== Records provided ==
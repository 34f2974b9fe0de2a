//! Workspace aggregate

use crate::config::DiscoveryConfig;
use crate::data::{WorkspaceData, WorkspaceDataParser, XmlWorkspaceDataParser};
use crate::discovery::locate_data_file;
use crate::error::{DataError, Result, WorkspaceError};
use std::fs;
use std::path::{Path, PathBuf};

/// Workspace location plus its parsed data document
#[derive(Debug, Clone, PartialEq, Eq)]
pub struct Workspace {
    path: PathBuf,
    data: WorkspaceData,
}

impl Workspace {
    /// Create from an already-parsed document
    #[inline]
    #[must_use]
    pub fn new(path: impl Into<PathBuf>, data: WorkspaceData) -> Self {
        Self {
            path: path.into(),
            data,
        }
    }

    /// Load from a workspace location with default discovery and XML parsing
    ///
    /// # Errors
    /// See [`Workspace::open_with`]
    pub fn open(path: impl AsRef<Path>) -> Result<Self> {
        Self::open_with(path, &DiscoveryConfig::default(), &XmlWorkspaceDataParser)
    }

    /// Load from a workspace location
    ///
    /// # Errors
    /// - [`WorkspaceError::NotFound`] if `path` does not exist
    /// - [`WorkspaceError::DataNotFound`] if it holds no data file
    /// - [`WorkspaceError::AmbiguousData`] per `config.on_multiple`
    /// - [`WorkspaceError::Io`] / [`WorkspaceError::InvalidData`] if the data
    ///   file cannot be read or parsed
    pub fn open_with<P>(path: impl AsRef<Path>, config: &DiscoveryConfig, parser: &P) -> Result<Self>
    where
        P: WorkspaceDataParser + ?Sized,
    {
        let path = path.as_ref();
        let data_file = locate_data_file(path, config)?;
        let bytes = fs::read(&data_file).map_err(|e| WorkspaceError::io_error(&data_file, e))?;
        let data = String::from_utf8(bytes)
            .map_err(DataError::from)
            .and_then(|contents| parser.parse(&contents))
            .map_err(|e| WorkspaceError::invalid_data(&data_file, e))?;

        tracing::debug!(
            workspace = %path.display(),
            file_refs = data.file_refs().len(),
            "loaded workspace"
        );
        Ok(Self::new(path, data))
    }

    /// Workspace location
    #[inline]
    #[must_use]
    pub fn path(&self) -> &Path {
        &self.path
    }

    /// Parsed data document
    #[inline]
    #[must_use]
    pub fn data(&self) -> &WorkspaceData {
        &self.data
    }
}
===
(Work request)
Please output the complete data exactly.

(Response area)
repository 34f2974b9fe0de2a
//! Workspace aggregate

use crate::config::DiscoveryConfig;
use crate::data::{WorkspaceData, WorkspaceDataParser, XmlWorkspaceDataParser};
use crate::discovery::locate_data_file;
use crate::error::{DataError, Result, WorkspaceError};
use std::fs;
use std::path::{Path, PathBuf};

/// Workspace location plus its parsed data document
#[derive(Debug, Clone, PartialEq, Eq)]
pub struct Workspace {
    path: PathBuf,
    data: WorkspaceData,
}

impl Workspace {
    /// Create from an already-parsed document
    #[inline]
    #[must_use]
    pub fn new(path: impl Into<PathBuf>, data: WorkspaceData) -> Self {
        Self {
            path: path.into(),
            data,
        }
    }

    /// Load from a workspace location with default discovery and XML parsing
    ///
    /// # Errors
    /// See [`Workspace::open_with`]
    pub fn open(path: impl AsRef<Path>) -> Result<Self> {
        Self::open_with(path, &DiscoveryConfig::default(), &XmlWorkspaceDataParser)
    }

    /// Load from a workspace location
    ///
    /// # Errors
    /// - [`WorkspaceError::NotFound`] if `path` does not exist
    /// - [`WorkspaceError::DataNotFound`] if it holds no data file
    /// - [`WorkspaceError::AmbiguousData`] per `config.on_multiple`
    /// - [`WorkspaceError::Io`] / [`WorkspaceError::InvalidData`] if the data
    ///   file cannot be read or parsed
    pub fn open_with<P>(path: impl AsRef<Path>, config: &DiscoveryConfig, parser: &P) -> Result<Self>
    where
        P: WorkspaceDataParser + ?Sized,
    {
        let path = path.as_ref();
        let data_file = locate_data_file(path, config)?;
        let bytes = fs::read(&data_file).map_err(|e| WorkspaceError::io_error(&data_file, e))?;
        let data = String::from_utf8(bytes)
            .map_err(DataError::from)
            .and_then(|contents| parser.parse(&contents))
            .map_err(|e| WorkspaceError::invalid_data(&data_file, e))?;

        tracing::debug!(
            workspace = %path.display(),
            file_refs = data.file_refs().len(),
            "loaded workspace"
        );
        Ok(Self::new(path, data))
    }

    /// Workspace location
    #[inline]
    #[must_use]
    pub fn path(&self) -> &Path {
        &self.path
    }

    /// Parsed data document
    #[inline]
    #[must_use]
    pub fn data(&self) -> &WorkspaceData {
        &self.data
    }
}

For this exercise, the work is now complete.